A sharp edge in the first movement kept the music moving, and avoided sentimentality. Van Zweden brought out the second movement’s machinelike motion, and the eerie transparency of the slow third, before a finale — showcasing the classic “Fanfare for the Common Man” — of lean focus. This was a Third without much sweetness or sumptuousness.

It was almost interesting, such a tough, grimly logical progress through the work — as if a reflection on a different United States than the one Copland was commemorating at the victorious close of World War II. And after years of the old hall’s undervaluing bass frequencies, it remains wonderful to feel them so viscerally now; the clarity of solos, particularly in the winds, is impressive.

Perhaps surprisingly, given van Zweden’s base in older repertory and firm hand in symphonies, he’s been a game and sensitive leader of a broad swath of contemporary music, and a considerate, never domineering concerto accompanist. On Wednesday, he was polite even as Yo-Yo Ma was too light-textured to make a strong impact in Dvorak’s evergreen Cello Concerto.

And on Friday, van Zweden guided the orchestra eloquently and smoothly around Bell in “The Elements.” But this 40-minute suite, an attempt to recast Vivaldi’s “Four Seasons” for our time, is basically syrupy schlock.

Kevin Puts’s “Earth,” which begins and ends the work, has a sleepily saccharine section plainly borrowed from Copland, and some madcap, off-kilter propulsion plainly borrowed from John Adams. Jake Heggie’s “Fire” sets off bursts of orchestral “sparks” and racing whimsy, trimmed with celesta. Jennifer Higdon’s “Air” is blooming, not particularly airy; Jessie Montgomery’s “Space,” yet another romance-then-romp structure.
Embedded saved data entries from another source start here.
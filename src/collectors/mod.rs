/// Concurrent incremental reader for growing log files
pub mod file_tailer;

/// Persistent per-file read cursors
pub mod offset_store;

/// Multi-line event segmentation
pub mod segmenter;

pub use file_tailer::{ScanReport, Tailer, TailerConfig};
pub use offset_store::{FileOffsetStore, OffsetStore};
pub use segmenter::Segmenter;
All of this was practically begging for film to accompany it and fill out its vagueness — with a uniformity of style, texture and color that made the pieces practically interchangeable manifestations of Bell’s warm, genially bland playing.

And Edgar Meyer’s tame “Water,” with its undulating winds and trickles of violin, was certainly no match for what had been going on outside.